Angelina Jolie meets wounded children and fans in western Ukraine
Hollywood actor, UN special human rights envoy makes surprise visit
The war-torn city of Lviv, in western Ukraine, received an unexpected boost of star power on Saturday as Angelina Jolie paid a private visit to the region.
The actor, 46, is a special envoy for the United Nations High Commissioner for Refugees, but a spokesperson for the agency denied she was in the city, 80 kilometres from the Polish border, on official UN business.
"Angelina Jolie is travelling to Ukraine in her personal capacity and UNHCR has no involvement in this visit," UN spokesperson Matt Saltmarsh said in an email statement.
She was spotted in a café in the southeastern portion of the city on Saturday, where startled onlookers shot video that was subsequently posted on Twitter. At one point, she appeared to sign autographs and was accompanied by an unidentified man.
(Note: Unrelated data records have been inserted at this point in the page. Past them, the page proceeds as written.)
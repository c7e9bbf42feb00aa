//! Grid search over pipeline simulation parameters.
//!
//! Every combination of a [`ParamGrid`] is simulated with the same seed. Results stream to a
//! comma-separated table one row at a time, and a ranked [`Summary`] can be derived from that
//! table alone.

#![deny(missing_docs)]

pub mod error;
pub mod grid;
pub mod reporter;
pub mod summary;
pub mod sweep;
pub mod table;

pub use error::{GridError, SweepError};
pub use grid::{Combination, ParamGrid, Parameter};
pub use reporter::{SimulationReporter, SweepReporter};
pub use summary::Summary;
pub use sweep::{Sweep, SweepConfig, SweepStats};
pub use table::{SweepRow, SweepTable, TableWriter};

/// Where the `explore` binary writes its table, and where `summarise` reads it from, unless told
/// otherwise.
pub const DEFAULT_OUTPUT: &str = "exploration_results.csv";
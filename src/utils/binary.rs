//! Result exporter resolution and validation.
//!
//! Locates the simulator's `opp_scavetool` and checks that it can be run.

use std::path::{Path, PathBuf};
use std::os::unix::fs::PermissionsExt;

/// Name of the result exporter shipped with OMNeT++
pub const SCAVETOOL: &str = "opp_scavetool";

/// Install locations checked before falling back to `PATH`
const KNOWN_BIN_DIRS: &[&str] = &["/opt/omnetpp/bin", "/root/omnetpp/bin"];

/// Errors that can occur during binary resolution or validation
#[derive(Debug, thiserror::Error)]
pub enum BinaryError {
    #[error("Binary not found: {path}")]
    NotFound { path: String },

    #[error("Binary is not executable: {path}")]
    NotExecutable { path: String },

    #[error("Invalid path: {path}")]
    InvalidPath { path: String },
}

/// Resolve the exporter to run.
///
/// Resolution rules:
/// 1. An explicit path is used as-is and must exist and be executable
/// 2. Otherwise the first executable `opp_scavetool` in the known install dirs
/// 3. Otherwise the bare name, left to the OS `PATH` lookup
///
/// # Examples
///
/// ```ignore
/// resolve_scavetool(Some(Path::new("/opt/omnetpp-6.0/bin/opp_scavetool")))
///     -> /opt/omnetpp-6.0/bin/opp_scavetool
/// resolve_scavetool(None) -> /opt/omnetpp/bin/opp_scavetool  // if installed there
/// resolve_scavetool(None) -> opp_scavetool                    // otherwise
/// ```
pub fn resolve_scavetool(explicit: Option<&Path>) -> Result<PathBuf, BinaryError> {
    if let Some(path) = explicit {
        validate_binary(path)?;
        return Ok(path.to_path_buf());
    }

    resolve_in_dirs(SCAVETOOL, KNOWN_BIN_DIRS.iter().map(Path::new))
}

/// First executable `name` found in `dirs`, else the bare name
fn resolve_in_dirs<'a>(
    name: &str,
    dirs: impl IntoIterator<Item = &'a Path>,
) -> Result<PathBuf, BinaryError> {
    for dir in dirs {
        let candidate = dir.join(name);
        if validate_binary(&candidate).is_ok() {
            log::debug!("Found {} at {}", name, candidate.display());
            return Ok(candidate);
        }
    }

    log::debug!("{} not found in known install dirs, relying on PATH", name);
    Ok(PathBuf::from(name))
}

/// Validate that a binary exists and is executable.
pub fn validate_binary(path: &Path) -> Result<(), BinaryError> {
    if !path.exists() {
        return Err(BinaryError::NotFound {
            path: path.display().to_string(),
        });
    }

    let metadata = path.metadata().map_err(|_| BinaryError::InvalidPath {
        path: path.display().to_string(),
    })?;

    if !metadata.is_file() {
        return Err(BinaryError::InvalidPath {
            path: path.display().to_string(),
        });
    }

    // Check if file is executable (any execute bit set)
    let mode = metadata.permissions().mode();
    if mode & 0o111 == 0 {
        return Err(BinaryError::NotExecutable {
            path: path.display().to_string(),
        });
    }

    Ok(())
}

#[cfg(test)]
mod tests {
    use super::*;
    use std::fs;

    fn touch(dir: &Path, name: &str, mode: u32) -> PathBuf {
        let path = dir.join(name);
        fs::write(&path, "#!/bin/sh\n").unwrap();
        fs::set_permissions(&path, fs::Permissions::from_mode(mode)).unwrap();
        path
    }

    #[test]
    fn test_explicit_missing() {
        let result = resolve_scavetool(Some(Path::new("/nonexistent/opp_scavetool")));
        assert!(matches!(result, Err(BinaryError::NotFound { .. })));
    }

    #[test]
    fn test_explicit_not_executable() {
        let dir = tempfile::tempdir().unwrap();
        let path = touch(dir.path(), SCAVETOOL, 0o644);
        assert!(matches!(
            resolve_scavetool(Some(&path)),
            Err(BinaryError::NotExecutable { .. })
        ));
    }

    #[test]
    fn test_explicit_executable() {
        let dir = tempfile::tempdir().unwrap();
        let path = touch(dir.path(), SCAVETOOL, 0o755);
        assert_eq!(resolve_scavetool(Some(&path)).unwrap(), path);
    }

    #[test]
    fn test_search_dirs_then_bare_name() {
        let empty = tempfile::tempdir().unwrap();
        let installed = tempfile::tempdir().unwrap();
        let tool = touch(installed.path(), SCAVETOOL, 0o755);

        let found = resolve_in_dirs(SCAVETOOL, [empty.path(), installed.path()]).unwrap();
        assert_eq!(found, tool);

        let fallback = resolve_in_dirs(SCAVETOOL, [empty.path()]).unwrap();
        assert_eq!(fallback, PathBuf::from(SCAVETOOL));
    }
}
Later Jolie was also spotted at the city's central train station, where a video shows her shaking hands and speaking with people.
She reportedly visited children, now in the Lviv region, who had been injured earlier this month in a Russian airstrike on a train station at Kramatorsk in the eastern part of Ukraine.
Aside from the scattered social media posts, little else is known about the visit.
In early April, Jolie made a surprise visit to young Ukrainian war refugees being treated at the Bambino Gesù pediatric hospital in Rome.
She was quoted at the time in Italian newspaper Corriere della Sera as saying she was "praying for the end of the war" and that it was "the only way to stop the suffering and the fleeing from the areas of conflict."
Separately, in early March, Jolie visited Aden, Yemen, in her official UN capacity, a visit that helped draw attention to the catastrophic seven-year conflict and its effects on the people of that country.